El Gavilán, después de efectuar algunas vueltas sobre la isla, volvió hacia el Sur para acercarse a Boston.

La época fijada para que el baronet expidiera el despacho estaba para cumplirse.

A la siguiente noche, el Gavilán giraba en los alrededores del Cabo Cod, que cierra por Levante la amplia bahía de Boston.

Ranzoff, después de asegurarse de que no había nadie por aquellos parajes, hizo descender a la máquina voladora en una playa bien nivelada por las grandes mareas.

—Solamente iremos cuatro —dijo a sus compañeros—. Boris, que es el más interesado en el negocio, y yo, y dos marineros para servicio de la canoa. Liwitz se encargará de dirigir el Gavilán durante nuestra ausencia y contestar a las señales que haremos. La cita será aquí, dentro de cinco días, a esta misma hora. Ustedes, entre tanto, pueden hacer una excursión a Terranova. Es la buena época de la pesca y se divertirán. ¿Has comprendido, Wassili?

—Perfectamente —respondió el ingeniero—. Pero podríamos todas las noches hacer una punta hasta aquí.

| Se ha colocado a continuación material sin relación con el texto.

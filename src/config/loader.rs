// src/config/loader.rs

use crate::config::{AppConfig, ConfigValidator};
use crate::error::{AppError, Result};
use ::config::{Config, Environment, File, FileFormat};
use std::path::Path;
use tracing::{debug, info};

/// Prefix of environment overrides, e.g. `HEALTHD__SERVER__PORT=9000`.
pub const ENV_PREFIX: &str = "HEALTHD";

/// Load configuration from defaults, an optional YAML file and the environment
pub fn load_config(config_path: &Path) -> Result<AppConfig> {
    let mut builder = Config::builder();

    if config_path.exists() {
        info!("Loading configuration from file: {}", config_path.display());
        builder = builder.add_source(File::from(config_path).format(FileFormat::Yaml));
    } else {
        info!("Configuration file not found, using defaults");
    }

    builder = builder.add_source(
        Environment::with_prefix(ENV_PREFIX)
            .prefix_separator("__")
            .separator("__")
            .try_parsing(true),
    );

    let config: AppConfig = builder.build()?.try_deserialize()?;

    ConfigValidator::validate(&config)?;

    debug!(
        checks = config.checks.len(),
        "Configuration loaded and validated successfully"
    );
    Ok(config)
}

/// Save configuration to file as YAML
pub async fn save_config(config: &AppConfig, config_path: &Path) -> Result<()> {
    let yaml_content = serde_yaml::to_string(config)
        .map_err(|e| AppError::Serialization { message: format!("Failed to serialize config: {}", e) })?;

    tokio::fs::write(config_path, yaml_content)
        .await
        .map_err(|e| AppError::Io { operation: "write_config".to_string(), message: format!("Failed to write config file: {}", e) })?;

    info!("Configuration saved to: {}", config_path.display());
    Ok(())
}
#[cfg(test)]
mod tests {
    use super::*;
    use crate::health::Status;
    use async_trait::async_trait;

    struct Fixed {
        name: &'static str,
        required: bool,
        status: Status,
    }

    #[async_trait]
    impl Checker for Fixed {
        fn name(&self) -> &str {
            self.name
        }

        fn required(&self) -> bool {
            self.required
        }

        async fn check(&self, _ctx: CheckContext) -> CheckResult {
            match self.status {
                Status::Healthy => CheckResult::healthy(Duration::ZERO),
                Status::Degraded => CheckResult::degraded(Duration::ZERO, "slow"),
                Status::Unhealthy => CheckResult::unhealthy(Duration::ZERO, "down"),
            }
        }
    }

    #[test]
    fn test_default_config() {
        let config = ManagerConfig::default();
        assert_eq!(config.timeout, Duration::from_secs(5));
        assert_eq!(config.cache_ttl, Duration::from_secs(30));
        assert_eq!(config.background_interval, Duration::from_secs(30));
        assert_eq!(config.failure_threshold, 3);
        assert!(!config.startup_latch);
    }

    #[test]
    fn test_config_builders_chain() {
        let config = ManagerConfig::default()
            .with_timeout(Duration::from_secs(10))
            .with_cache_ttl(Duration::from_secs(60))
            .with_background_interval(Duration::from_secs(15))
            .with_failure_threshold(5)
            .with_startup_latch(true);

        assert_eq!(config.timeout, Duration::from_secs(10));
        assert_eq!(config.cache_ttl, Duration::from_secs(60));
        assert_eq!(config.background_interval, Duration::from_secs(15));
        assert_eq!(config.failure_threshold, 5);
        assert!(config.startup_latch);
    }

    #[tokio::test]
    async fn test_empty_manager_is_healthy() {
        let manager = HealthManager::new(ManagerConfig::default());
        let report = manager.evaluate().await;
        assert_eq!(report.status, Status::Healthy);
        assert!(report.checks.is_empty());
        assert!(manager.is_live());
    }

    #[tokio::test]
    async fn test_duplicate_names_keep_one_entry() {
        let manager = HealthManager::new(ManagerConfig::default());
        manager.register(Arc::new(Fixed { name: "dup", required: false, status: Status::Healthy }));
        manager.register(Arc::new(Fixed { name: "dup", required: false, status: Status::Healthy }));

        let report = manager.run_checks().await;
        assert_eq!(report.checks.len(), 1);
        assert_eq!(manager.checker_names(), vec!["dup".to_string(), "dup".to_string()]);
    }

    #[tokio::test]
    async fn test_failing_components_respects_threshold() {
        let manager = HealthManager::new(ManagerConfig::default().with_failure_threshold(2));
        manager.register(Arc::new(Fixed { name: "db", required: true, status: Status::Unhealthy }));
        manager.register(Arc::new(Fixed { name: "cache", required: false, status: Status::Healthy }));

        manager.run_checks().await;
        assert!(manager.failing_components().is_empty());

        manager.run_checks().await;
        assert_eq!(manager.failing_components(), vec![("db".to_string(), 2)]);
        assert_eq!(manager.failure_count("cache"), 0);
        assert_eq!(manager.failure_count("unknown"), 0);
    }

    #[tokio::test]
    async fn test_cancelled_parent_cancels_checks() {
        struct Hanging;

        #[async_trait]
        impl Checker for Hanging {
            fn name(&self) -> &str {
                "hanging"
            }

            fn required(&self) -> bool {
                true
            }

            async fn check(&self, ctx: CheckContext) -> CheckResult {
                ctx.cancelled().await;
                CheckResult::unhealthy(Duration::ZERO, "gave up")
            }
        }

        let manager = HealthManager::new(ManagerConfig::default().with_timeout(Duration::from_secs(30)));
        manager.register(Arc::new(Hanging));

        let parent = CancellationToken::new();
        parent.cancel();
        let report = tokio::time::timeout(Duration::from_secs(2), manager.run_checks_with(&parent))
            .await
            .expect("cancelled cycle should finish promptly");
        assert_eq!(report.status, Status::Unhealthy);
    }
}
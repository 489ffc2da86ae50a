// src/config/validation.rs

use crate::config::{AppConfig, CheckConfig, CheckKind};
use crate::error::{AppError, Result};
use std::collections::HashSet;
use tracing::{debug, warn};
use url::Url;

pub struct ConfigValidator;

impl ConfigValidator {
    pub fn validate(config: &AppConfig) -> Result<()> {
        debug!("Starting configuration validation");

        if let Err(e) = Self::validate_server_config(config) {
            warn!("Server config validation failed: {}", e);
            return Err(e);
        }

        if let Err(e) = Self::validate_health_settings(config) {
            warn!("Health settings validation failed: {}", e);
            return Err(e);
        }

        if let Err(e) = Self::validate_checks(config) {
            warn!("Check validation failed: {}", e);
            return Err(e);
        }

        debug!("Configuration validation completed successfully");
        Ok(())
    }

    fn validate_server_config(config: &AppConfig) -> Result<()> {
        if config.server.host.trim().is_empty() {
            return Err(AppError::config_validation(
                "Server host cannot be empty",
                Some("server.host"),
            ));
        }
        Ok(())
    }

    fn validate_health_settings(config: &AppConfig) -> Result<()> {
        let health = &config.health;

        if health.timeout_ms == 0 {
            return Err(AppError::config_validation(
                "Check timeout cannot be 0",
                Some("health.timeout_ms"),
            ));
        }

        if health.background_interval_ms == 0 {
            return Err(AppError::config_validation(
                "Background interval cannot be 0",
                Some("health.background_interval_ms"),
            ));
        }

        if health.failure_threshold == 0 {
            return Err(AppError::config_validation(
                "Failure threshold must be at least 1",
                Some("health.failure_threshold"),
            ));
        }

        // cache_ttl_ms == 0 is valid: every evaluation runs the checks.
        Ok(())
    }

    fn validate_checks(config: &AppConfig) -> Result<()> {
        if config.checks.is_empty() {
            warn!("No checks configured; the service will always report healthy");
        }

        let mut names = HashSet::new();
        for check in &config.checks {
            if check.name.trim().is_empty() {
                return Err(AppError::config_validation(
                    "Check name cannot be empty",
                    Some("checks.name"),
                ));
            }

            if !names.insert(check.name.as_str()) {
                return Err(AppError::config_validation(
                    format!("Duplicate check name: {}", check.name),
                    Some("checks.name"),
                ));
            }

            if check.timeout_ms == Some(0) {
                return Err(AppError::config_validation(
                    format!("Timeout for check '{}' cannot be 0", check.name),
                    Some("checks.timeout_ms"),
                ));
            }

            Self::validate_check_target(check)?;
        }

        debug!("Validated {} checks", config.checks.len());
        Ok(())
    }

    fn validate_check_target(check: &CheckConfig) -> Result<()> {
        let url = Url::parse(&check.url).map_err(|e| {
            AppError::config_validation(
                format!("Invalid URL for check '{}': {} - {}", check.name, check.url, e),
                Some("checks.url"),
            )
        })?;

        let allowed: &[&str] = match check.kind {
            CheckKind::Http => &["http", "https"],
            CheckKind::Redis => &["redis", "rediss"],
        };
        if !allowed.contains(&url.scheme()) {
            return Err(AppError::config_validation(
                format!(
                    "Unsupported scheme '{}' for check '{}'. Supported: {}",
                    url.scheme(),
                    check.name,
                    allowed.join(", ")
                ),
                Some("checks.url"),
            ));
        }

        if check.kind == CheckKind::Http && !(100..=599).contains(&check.expected_status) {
            return Err(AppError::config_validation(
                format!(
                    "Expected status {} for check '{}' is not a valid HTTP status",
                    check.expected_status, check.name
                ),
                Some("checks.expected_status"),
            ));
        }

        if check.kind == CheckKind::Redis && !cfg!(feature = "redis") {
            return Err(AppError::config_validation(
                format!(
                    "Check '{}' uses redis, but this build was compiled without the `redis` feature",
                    check.name
                ),
                Some("checks.kind"),
            ));
        }

        Ok(())
    }
}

—Podrían observarles, y en Boston hay muchos barcos de guerra. Es mejor que se mantengan alejados para hacer perder las huellas si se intentara darles caza. Además no hay motivo de inquietud por nuestra ausencia. Tu hermano y yo desembarcaremos como dos caballeros particulares que vienen de hacer una excursión por el mar, y nadie se preocupará de nosotros.

Y volviéndose hacia los marineros que parecía esperasen sus órdenes:

—Botad la canoa —les dijo—. Y tú, Liwitz, haz que embarquen una de las cajas. Creo que con un millón tendremos bastante para fletar un barco y reclutar los aventureros.

La chalupa fue depositada en la arena y después arrastrada al mar. La preciosa caja había sido de antemano embarcada.

Ranzoff y Boris estrecharon las manos de sus compañeros y se alejaron en unión de Ursoff y otro marinero.

Un momento después, el Gavilán volvía a elevarse, y después de escoltar algún rato a la canoa, se perdió hacia septentrión.